* Exercise prompt *
Filter the material below so that only lines containing "today" remain.

==============================

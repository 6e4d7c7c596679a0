//! Transaction data aggregation for summaries and charts.
//!
//! Provides functions to total spending per category and per day, and to
//! summarise the spending in a time frame. None of these functions read the
//! system clock: "now" is always passed in.

use time::{Date, Duration};

use crate::{category::Category, timezone::LocalNow, transaction::Transaction};

/// Shown in place of a top category when there are no transactions.
pub const NOT_AVAILABLE_LABEL: &str = "N/A";

/// Total spending per category.
///
/// Categories are kept in the order they were first encountered and only
/// categories that have at least one transaction are present.
#[derive(Debug, Clone, Default, PartialEq)]
pub struct CategoryTotals {
    entries: Vec<(Category, f64)>,
}

impl CategoryTotals {
    /// The total for `category`, or `None` if there were no transactions in that category.
    pub fn get(&self, category: Category) -> Option<f64> {
        self.entries
            .iter()
            .find(|(entry_category, _)| *entry_category == category)
            .map(|(_, total)| *total)
    }

    /// Iterate over the categories and their totals in first-encountered order.
    pub fn iter(&self) -> impl Iterator<Item = (Category, f64)> + '_ {
        self.entries.iter().copied()
    }

    /// The number of categories with a total.
    pub fn len(&self) -> usize {
        self.entries.len()
    }

    /// Whether there are no categories with a total.
    pub fn is_empty(&self) -> bool {
        self.entries.is_empty()
    }

    /// The sum of all category totals.
    pub fn sum(&self) -> f64 {
        self.entries.iter().fold(0.0, |sum, (_, total)| sum + total)
    }

    /// The category with the largest total.
    ///
    /// Ties go to the category that was encountered first.
    pub fn top(&self) -> Option<Category> {
        let mut top: Option<(Category, f64)> = None;

        for &(category, total) in &self.entries {
            match top {
                Some((_, top_total)) if total <= top_total => {}
                _ => top = Some((category, total)),
            }
        }

        top.map(|(category, _)| category)
    }

    fn add(&mut self, category: Category, amount: f64) {
        match self
            .entries
            .iter_mut()
            .find(|(entry_category, _)| *entry_category == category)
        {
            Some((_, total)) => *total += amount,
            None => self.entries.push((category, amount)),
        }
    }
}

/// Totals transaction amounts by category.
pub fn group_by_category(transactions: &[Transaction]) -> CategoryTotals {
    let mut totals = CategoryTotals::default();

    for transaction in transactions {
        totals.add(transaction.category, transaction.amount);
    }

    totals
}

/// The sum of all transaction amounts, zero if there are no transactions.
pub fn total_spend(transactions: &[Transaction]) -> f64 {
    sum_amounts(transactions.iter())
}

// `Sum for f64` starts from -0.0, which would be displayed as "-0".
fn sum_amounts<'a>(transactions: impl Iterator<Item = &'a Transaction>) -> f64 {
    transactions.fold(0.0, |sum, transaction| sum + transaction.amount)
}

/// The mean transaction amount, or `None` if there are no transactions.
pub fn average_spend(transactions: &[Transaction]) -> Option<f64> {
    if transactions.is_empty() {
        None
    } else {
        Some(total_spend(transactions) / transactions.len() as f64)
    }
}

/// The category with the largest total, or `None` if there are no transactions.
///
/// Ties go to the category that appears first in `transactions`.
pub fn top_category(transactions: &[Transaction]) -> Option<Category> {
    group_by_category(transactions).top()
}

/// The number of days covered by [daily_spending].
pub const DAILY_SPENDING_DAYS: i64 = 7;

/// The total spent on a single calendar day.
#[derive(Debug, Clone, Copy, PartialEq)]
pub struct DailyTotal {
    /// The calendar day.
    pub date: Date,
    /// The sum of the amounts of transactions on `date`.
    pub total: f64,
}

/// Totals spending for each of the last seven calendar days, oldest first.
///
/// The last entry is the day `now` falls on. Days run from local midnight to
/// local midnight, see [LocalNow::midnight].
///
/// This series is meant to be computed over the full transaction list, it does
/// not know about the selected time frame.
pub fn daily_spending(transactions: &[Transaction], now: impl Into<LocalNow>) -> Vec<DailyTotal> {
    let now = now.into();
    let today = now.today();

    (0..DAILY_SPENDING_DAYS)
        .rev()
        .map(|days_ago| {
            let date = today - Duration::days(days_ago);
            let start = now.midnight(date);
            let end = now.midnight(date + Duration::days(1));

            let total = sum_amounts(
                transactions
                    .iter()
                    .filter(|transaction| transaction.date >= start && transaction.date < end),
            );

            DailyTotal { date, total }
        })
        .collect()
}

/// A summary of the spending in the selected time frame.
#[derive(Debug, Clone, PartialEq)]
pub struct PeriodSummary {
    /// The sum of all amounts.
    pub total: f64,
    /// The number of transactions.
    pub count: usize,
    /// The mean amount, `None` if there are no transactions.
    pub average: Option<f64>,
    /// The category with the largest total, `None` if there are no transactions.
    pub top_category: Option<Category>,
}

impl PeriodSummary {
    /// Summarise `transactions`, which should already be filtered to a time frame.
    pub fn new(transactions: &[Transaction]) -> Self {
        Self {
            total: total_spend(transactions),
            count: transactions.len(),
            average: average_spend(transactions),
            top_category: top_category(transactions),
        }
    }

    /// The name of the top category, or [NOT_AVAILABLE_LABEL].
    pub fn top_category_label(&self) -> &'static str {
        self.top_category
            .map(Category::as_str)
            .unwrap_or(NOT_AVAILABLE_LABEL)
    }

    /// The average amount, zero if there are no transactions.
    pub fn average_or_zero(&self) -> f64 {
        self.average.unwrap_or(0.0)
    }
}

#[cfg(test)]
mod tests {
    use time::{
        OffsetDateTime,
        macros::{date, datetime},
    };

    use crate::{
        aggregation::{
            DailyTotal, PeriodSummary, average_spend, daily_spending, group_by_category,
            top_category, total_spend,
        },
        category::Category,
        timezone::{LocalNow, get_timezone},
        transaction::{Transaction, TransactionName},
    };

    const NOW: OffsetDateTime = datetime!(2025-01-15 14:30 UTC);

    fn create_test_transaction(amount: f64, category: Category, date: OffsetDateTime) -> Transaction {
        Transaction::build(TransactionName::new_unchecked("Test"), amount)
            .category(category)
            .finalize(0, date)
    }

    #[test]
    fn group_by_category_sums_transactions() {
        let transactions = vec![
            create_test_transaction(100.0, Category::Food, NOW),
            create_test_transaction(50.0, Category::Food, NOW),
            create_test_transaction(30.0, Category::Bills, NOW),
        ];

        let totals = group_by_category(&transactions);

        assert_eq!(totals.len(), 2);
        assert_eq!(totals.get(Category::Food), Some(150.0));
        assert_eq!(totals.get(Category::Bills), Some(30.0));
        assert_eq!(totals.get(Category::Health), None);
        assert_eq!(top_category(&transactions), Some(Category::Food));
        assert_eq!(total_spend(&transactions), 180.0);
    }

    #[test]
    fn group_by_category_keeps_first_encountered_order() {
        let transactions = vec![
            create_test_transaction(5.0, Category::Shopping, NOW),
            create_test_transaction(5.0, Category::Bills, NOW),
            create_test_transaction(5.0, Category::Shopping, NOW),
            create_test_transaction(1.0, Category::Education, NOW),
        ];

        let categories: Vec<_> = group_by_category(&transactions)
            .iter()
            .map(|(category, _)| category)
            .collect();

        assert_eq!(
            categories,
            vec![Category::Shopping, Category::Bills, Category::Education]
        );
    }

    #[test]
    fn group_by_category_handles_empty_input() {
        let totals = group_by_category(&[]);

        assert!(totals.is_empty());
        assert_eq!(totals.top(), None);
    }

    #[test]
    fn category_totals_sum_to_total_spend() {
        let transactions = vec![
            create_test_transaction(12.25, Category::Food, NOW),
            create_test_transaction(3.5, Category::Health, NOW),
            create_test_transaction(40.0, Category::Bills, NOW),
            create_test_transaction(0.25, Category::Food, NOW),
        ];

        assert_eq!(
            group_by_category(&transactions).sum(),
            total_spend(&transactions)
        );
    }

    #[test]
    fn top_category_ties_go_to_first_encountered() {
        let transactions = vec![
            create_test_transaction(20.0, Category::Health, NOW),
            create_test_transaction(10.0, Category::Bills, NOW),
            create_test_transaction(10.0, Category::Bills, NOW),
        ];

        assert_eq!(top_category(&transactions), Some(Category::Health));
    }

    #[test]
    fn average_spend_is_none_for_empty_input() {
        assert_eq!(average_spend(&[]), None);
        assert_eq!(total_spend(&[]), 0.0);
    }

    #[test]
    fn average_spend_divides_by_count() {
        let transactions = vec![
            create_test_transaction(10.0, Category::Food, NOW),
            create_test_transaction(20.0, Category::Food, NOW),
            create_test_transaction(60.0, Category::Food, NOW),
        ];

        assert_eq!(average_spend(&transactions), Some(30.0));
    }

    #[test]
    fn daily_spending_covers_last_seven_days() {
        let transactions = vec![
            create_test_transaction(10.0, Category::Food, datetime!(2025-01-15 00:00 UTC)),
            create_test_transaction(5.0, Category::Food, datetime!(2025-01-15 23:59 UTC)),
            create_test_transaction(7.0, Category::Bills, datetime!(2025-01-14 23:59:59 UTC)),
            create_test_transaction(3.0, Category::Bills, datetime!(2025-01-09 00:00 UTC)),
            // Outside the window on either side.
            create_test_transaction(100.0, Category::Food, datetime!(2025-01-08 23:59 UTC)),
            create_test_transaction(100.0, Category::Food, datetime!(2025-01-16 00:00 UTC)),
        ];

        let got = daily_spending(&transactions, NOW);

        assert_eq!(
            got,
            vec![
                DailyTotal { date: date!(2025 - 01 - 09), total: 3.0 },
                DailyTotal { date: date!(2025 - 01 - 10), total: 0.0 },
                DailyTotal { date: date!(2025 - 01 - 11), total: 0.0 },
                DailyTotal { date: date!(2025 - 01 - 12), total: 0.0 },
                DailyTotal { date: date!(2025 - 01 - 13), total: 0.0 },
                DailyTotal { date: date!(2025 - 01 - 14), total: 7.0 },
                DailyTotal { date: date!(2025 - 01 - 15), total: 15.0 },
            ]
        );
    }

    #[test]
    fn daily_spending_uses_local_days() {
        let now = datetime!(2025-01-15 08:00 +13);
        // 2025-01-14 11:00 UTC is 2025-01-15 00:00 in +13.
        let transactions = vec![create_test_transaction(
            9.0,
            Category::Food,
            datetime!(2025-01-14 11:00 UTC),
        )];

        let got = daily_spending(&transactions, now);

        assert_eq!(got.last().map(|day| day.total), Some(9.0));
        assert_eq!(got[5].total, 0.0);
    }

    #[test]
    fn empty_totals_are_positive_zero() {
        assert!(!total_spend(&[]).is_sign_negative());
        assert!(!group_by_category(&[]).sum().is_sign_negative());
        assert!(
            daily_spending(&[], NOW)
                .iter()
                .all(|day| !day.total.is_sign_negative())
        );
    }

    #[test]
    fn daily_spending_uses_local_days_across_daylight_saving_change() {
        // Daylight saving starts in New Zealand at 2am on 2025-09-28, so that
        // day is only 23 hours long.
        let auckland = get_timezone("Pacific/Auckland").unwrap();
        let now = LocalNow::new(datetime!(2025-10-01 12:00 +13), auckland);
        let transactions = vec![
            create_test_transaction(10.0, Category::Food, datetime!(2025-09-27 23:30 +12)),
            create_test_transaction(4.0, Category::Food, datetime!(2025-09-28 23:30 +13)),
            create_test_transaction(2.0, Category::Food, datetime!(2025-09-29 00:30 +13)),
        ];

        let got = daily_spending(&transactions, now);

        assert_eq!(got[2], DailyTotal { date: date!(2025 - 09 - 27), total: 10.0 });
        assert_eq!(got[3], DailyTotal { date: date!(2025 - 09 - 28), total: 4.0 });
        assert_eq!(got[4], DailyTotal { date: date!(2025 - 09 - 29), total: 2.0 });
    }

    #[test]
    fn daily_spending_crosses_month_boundary() {
        let now = datetime!(2025-03-02 12:00 UTC);

        let dates: Vec<_> = daily_spending(&[], now).iter().map(|day| day.date).collect();

        assert_eq!(dates.first(), Some(&date!(2025 - 02 - 24)));
        assert_eq!(dates.last(), Some(&date!(2025 - 03 - 02)));
        assert_eq!(dates.len(), 7);
    }

    #[test]
    fn period_summary_for_empty_input() {
        let summary = PeriodSummary::new(&[]);

        assert_eq!(summary.total, 0.0);
        assert_eq!(summary.count, 0);
        assert_eq!(summary.average, None);
        assert_eq!(summary.average_or_zero(), 0.0);
        assert_eq!(summary.top_category_label(), "N/A");
    }

    #[test]
    fn period_summary_names_top_category() {
        let transactions = vec![
            create_test_transaction(8.0, Category::Transportation, NOW),
            create_test_transaction(2.0, Category::Food, NOW),
        ];

        let summary = PeriodSummary::new(&transactions);

        assert_eq!(summary.count, 2);
        assert_eq!(summary.average, Some(5.0));
        assert_eq!(summary.top_category_label(), "Transportation");
    }
}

==============================

* Exercise solution *
    let today = now.today();
            let date = today - Duration::days(days_ago);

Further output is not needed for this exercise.